■ **Information provided**:
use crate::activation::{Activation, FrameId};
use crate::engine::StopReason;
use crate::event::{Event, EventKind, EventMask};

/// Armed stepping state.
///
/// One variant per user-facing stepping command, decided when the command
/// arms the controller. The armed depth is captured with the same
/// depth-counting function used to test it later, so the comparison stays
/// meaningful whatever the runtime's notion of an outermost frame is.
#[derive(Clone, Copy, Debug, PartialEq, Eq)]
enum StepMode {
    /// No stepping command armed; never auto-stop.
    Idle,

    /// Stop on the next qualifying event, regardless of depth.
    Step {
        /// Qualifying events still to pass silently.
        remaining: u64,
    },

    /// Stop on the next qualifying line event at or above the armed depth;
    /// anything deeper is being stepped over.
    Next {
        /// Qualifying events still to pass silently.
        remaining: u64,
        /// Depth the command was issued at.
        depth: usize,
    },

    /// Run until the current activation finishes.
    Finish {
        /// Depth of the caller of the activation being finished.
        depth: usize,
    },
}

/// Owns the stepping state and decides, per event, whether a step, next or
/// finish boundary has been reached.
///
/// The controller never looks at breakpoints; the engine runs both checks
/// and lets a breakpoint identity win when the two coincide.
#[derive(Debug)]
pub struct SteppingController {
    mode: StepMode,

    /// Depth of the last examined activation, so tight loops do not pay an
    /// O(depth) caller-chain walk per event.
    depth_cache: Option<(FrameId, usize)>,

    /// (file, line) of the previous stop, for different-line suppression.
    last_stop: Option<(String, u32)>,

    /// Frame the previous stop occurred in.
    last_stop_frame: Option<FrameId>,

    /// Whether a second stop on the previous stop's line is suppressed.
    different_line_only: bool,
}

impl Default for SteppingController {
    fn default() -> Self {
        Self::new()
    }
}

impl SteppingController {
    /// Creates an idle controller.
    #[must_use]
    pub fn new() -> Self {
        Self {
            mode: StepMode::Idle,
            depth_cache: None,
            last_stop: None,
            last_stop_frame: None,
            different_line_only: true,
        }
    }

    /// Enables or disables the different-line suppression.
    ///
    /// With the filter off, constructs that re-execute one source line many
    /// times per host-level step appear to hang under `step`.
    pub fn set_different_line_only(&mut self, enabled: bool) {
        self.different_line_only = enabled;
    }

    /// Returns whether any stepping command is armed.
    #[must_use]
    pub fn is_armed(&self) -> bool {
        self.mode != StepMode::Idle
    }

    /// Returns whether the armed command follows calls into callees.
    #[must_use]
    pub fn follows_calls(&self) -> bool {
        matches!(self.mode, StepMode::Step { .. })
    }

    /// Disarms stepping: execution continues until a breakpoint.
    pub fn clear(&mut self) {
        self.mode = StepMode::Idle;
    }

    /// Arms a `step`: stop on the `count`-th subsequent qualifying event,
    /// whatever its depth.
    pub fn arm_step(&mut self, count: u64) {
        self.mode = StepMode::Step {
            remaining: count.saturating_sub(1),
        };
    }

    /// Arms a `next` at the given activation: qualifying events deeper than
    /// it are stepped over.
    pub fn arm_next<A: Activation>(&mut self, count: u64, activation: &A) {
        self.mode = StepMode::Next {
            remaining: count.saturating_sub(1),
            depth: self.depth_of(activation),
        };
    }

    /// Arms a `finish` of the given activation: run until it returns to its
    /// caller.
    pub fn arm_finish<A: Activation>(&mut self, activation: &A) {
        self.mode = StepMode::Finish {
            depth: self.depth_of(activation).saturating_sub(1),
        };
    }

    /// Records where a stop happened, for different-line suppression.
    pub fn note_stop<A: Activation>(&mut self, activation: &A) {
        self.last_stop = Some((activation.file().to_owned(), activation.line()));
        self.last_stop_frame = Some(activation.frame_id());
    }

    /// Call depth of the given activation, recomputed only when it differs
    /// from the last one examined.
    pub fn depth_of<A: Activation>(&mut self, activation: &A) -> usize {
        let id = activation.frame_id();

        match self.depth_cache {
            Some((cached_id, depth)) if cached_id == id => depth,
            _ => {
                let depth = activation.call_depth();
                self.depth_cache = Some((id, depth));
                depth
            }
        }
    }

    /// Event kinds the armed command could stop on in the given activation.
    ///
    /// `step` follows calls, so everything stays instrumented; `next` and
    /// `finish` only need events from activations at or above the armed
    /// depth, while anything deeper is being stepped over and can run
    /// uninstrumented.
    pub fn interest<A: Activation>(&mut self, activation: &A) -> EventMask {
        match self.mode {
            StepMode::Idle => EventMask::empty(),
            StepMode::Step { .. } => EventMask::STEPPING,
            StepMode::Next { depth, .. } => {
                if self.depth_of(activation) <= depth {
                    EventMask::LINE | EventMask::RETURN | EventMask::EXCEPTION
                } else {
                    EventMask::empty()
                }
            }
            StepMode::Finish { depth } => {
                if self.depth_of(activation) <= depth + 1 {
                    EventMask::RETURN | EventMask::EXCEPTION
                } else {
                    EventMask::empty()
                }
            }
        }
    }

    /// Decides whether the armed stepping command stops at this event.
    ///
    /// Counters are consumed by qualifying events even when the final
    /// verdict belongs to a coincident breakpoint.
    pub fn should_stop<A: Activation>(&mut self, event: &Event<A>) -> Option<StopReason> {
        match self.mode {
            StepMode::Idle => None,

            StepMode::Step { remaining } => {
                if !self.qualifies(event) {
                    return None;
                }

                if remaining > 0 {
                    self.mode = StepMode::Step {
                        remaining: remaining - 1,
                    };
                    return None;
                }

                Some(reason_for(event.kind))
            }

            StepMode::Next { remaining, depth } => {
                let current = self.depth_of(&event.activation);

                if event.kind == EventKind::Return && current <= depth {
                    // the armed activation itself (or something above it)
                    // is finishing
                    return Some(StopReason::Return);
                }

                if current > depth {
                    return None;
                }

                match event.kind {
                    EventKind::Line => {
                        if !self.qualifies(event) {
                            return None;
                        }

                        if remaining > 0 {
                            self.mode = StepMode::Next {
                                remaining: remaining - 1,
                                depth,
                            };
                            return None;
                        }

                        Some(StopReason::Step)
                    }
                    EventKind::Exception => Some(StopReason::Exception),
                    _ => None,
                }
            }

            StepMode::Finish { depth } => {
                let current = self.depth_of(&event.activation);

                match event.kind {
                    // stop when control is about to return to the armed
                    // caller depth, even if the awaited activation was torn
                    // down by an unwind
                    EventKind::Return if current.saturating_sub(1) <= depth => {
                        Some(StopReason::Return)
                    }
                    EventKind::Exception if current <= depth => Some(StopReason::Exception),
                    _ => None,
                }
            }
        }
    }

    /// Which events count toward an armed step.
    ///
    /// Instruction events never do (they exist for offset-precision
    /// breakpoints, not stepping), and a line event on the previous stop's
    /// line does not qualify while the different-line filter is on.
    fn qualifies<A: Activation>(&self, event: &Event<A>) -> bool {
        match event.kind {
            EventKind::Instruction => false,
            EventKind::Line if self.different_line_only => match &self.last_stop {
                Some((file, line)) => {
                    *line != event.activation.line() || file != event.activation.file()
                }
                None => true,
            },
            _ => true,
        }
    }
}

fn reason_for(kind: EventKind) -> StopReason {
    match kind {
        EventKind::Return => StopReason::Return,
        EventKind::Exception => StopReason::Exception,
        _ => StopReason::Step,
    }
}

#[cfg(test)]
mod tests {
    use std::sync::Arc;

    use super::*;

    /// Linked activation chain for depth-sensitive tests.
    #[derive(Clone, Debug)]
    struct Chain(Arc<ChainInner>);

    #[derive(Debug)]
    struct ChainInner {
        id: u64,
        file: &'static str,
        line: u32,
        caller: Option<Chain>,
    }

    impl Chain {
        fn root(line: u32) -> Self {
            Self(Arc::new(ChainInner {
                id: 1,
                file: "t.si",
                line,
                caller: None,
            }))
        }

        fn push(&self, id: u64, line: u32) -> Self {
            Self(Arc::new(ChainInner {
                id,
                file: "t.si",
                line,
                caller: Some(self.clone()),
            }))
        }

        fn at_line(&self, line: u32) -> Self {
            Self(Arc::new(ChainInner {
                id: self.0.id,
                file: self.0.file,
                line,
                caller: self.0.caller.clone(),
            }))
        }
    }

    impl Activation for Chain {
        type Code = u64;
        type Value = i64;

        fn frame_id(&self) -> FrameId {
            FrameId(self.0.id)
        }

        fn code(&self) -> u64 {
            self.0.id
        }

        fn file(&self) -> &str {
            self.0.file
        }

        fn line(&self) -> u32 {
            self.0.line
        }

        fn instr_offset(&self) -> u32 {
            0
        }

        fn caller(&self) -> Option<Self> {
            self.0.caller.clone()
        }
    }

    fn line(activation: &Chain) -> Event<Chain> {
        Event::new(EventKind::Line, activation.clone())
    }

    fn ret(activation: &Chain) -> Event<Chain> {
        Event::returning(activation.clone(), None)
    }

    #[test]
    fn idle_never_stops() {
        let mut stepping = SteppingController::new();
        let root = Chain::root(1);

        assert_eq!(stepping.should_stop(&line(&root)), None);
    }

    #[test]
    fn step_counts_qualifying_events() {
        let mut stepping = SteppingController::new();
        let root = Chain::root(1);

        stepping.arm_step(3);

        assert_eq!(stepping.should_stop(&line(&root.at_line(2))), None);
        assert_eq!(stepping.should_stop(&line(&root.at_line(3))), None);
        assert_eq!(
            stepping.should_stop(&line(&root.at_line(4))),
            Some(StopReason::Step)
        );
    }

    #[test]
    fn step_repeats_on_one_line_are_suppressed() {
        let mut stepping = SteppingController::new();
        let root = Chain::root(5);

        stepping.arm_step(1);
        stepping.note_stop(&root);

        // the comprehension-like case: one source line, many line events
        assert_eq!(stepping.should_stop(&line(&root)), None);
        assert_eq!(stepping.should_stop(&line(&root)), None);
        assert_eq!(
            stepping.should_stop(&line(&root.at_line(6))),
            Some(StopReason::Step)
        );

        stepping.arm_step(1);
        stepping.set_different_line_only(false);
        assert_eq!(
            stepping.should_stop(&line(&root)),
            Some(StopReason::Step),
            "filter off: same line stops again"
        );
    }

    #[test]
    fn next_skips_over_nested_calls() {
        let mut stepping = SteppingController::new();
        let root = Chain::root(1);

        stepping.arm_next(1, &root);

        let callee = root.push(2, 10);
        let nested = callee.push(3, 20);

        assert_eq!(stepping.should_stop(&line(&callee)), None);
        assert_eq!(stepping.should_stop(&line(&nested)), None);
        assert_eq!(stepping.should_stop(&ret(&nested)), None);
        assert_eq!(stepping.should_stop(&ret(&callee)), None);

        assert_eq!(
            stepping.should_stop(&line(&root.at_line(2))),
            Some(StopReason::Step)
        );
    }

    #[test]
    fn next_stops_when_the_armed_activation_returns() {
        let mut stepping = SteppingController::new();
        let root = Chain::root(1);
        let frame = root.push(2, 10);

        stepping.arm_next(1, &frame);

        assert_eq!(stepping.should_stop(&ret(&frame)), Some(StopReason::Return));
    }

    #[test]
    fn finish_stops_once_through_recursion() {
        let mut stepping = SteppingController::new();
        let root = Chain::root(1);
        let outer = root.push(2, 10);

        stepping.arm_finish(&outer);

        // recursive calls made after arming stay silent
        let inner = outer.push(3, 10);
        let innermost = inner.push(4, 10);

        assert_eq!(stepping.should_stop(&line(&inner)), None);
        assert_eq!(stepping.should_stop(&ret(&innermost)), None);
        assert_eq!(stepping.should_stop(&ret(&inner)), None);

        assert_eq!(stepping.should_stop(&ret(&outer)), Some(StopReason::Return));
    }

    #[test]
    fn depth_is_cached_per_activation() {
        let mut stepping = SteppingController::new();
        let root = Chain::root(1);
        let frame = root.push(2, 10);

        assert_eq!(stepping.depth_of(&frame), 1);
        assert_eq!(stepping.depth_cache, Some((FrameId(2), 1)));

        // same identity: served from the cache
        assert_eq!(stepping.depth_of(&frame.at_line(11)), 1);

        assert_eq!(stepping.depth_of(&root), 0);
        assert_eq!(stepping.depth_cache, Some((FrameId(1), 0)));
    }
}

■ **Exercise**: Write out each line above with the word "remaining".

■ **Answer to the exercise**:
        remaining: u64,
        remaining: u64,
            remaining: count.saturating_sub(1),
            remaining: count.saturating_sub(1),
            StepMode::Step { remaining } => {
                if remaining > 0 {
                        remaining: remaining - 1,
            StepMode::Next { remaining, depth } => {
                        if remaining > 0 {
                                remaining: remaining - 1,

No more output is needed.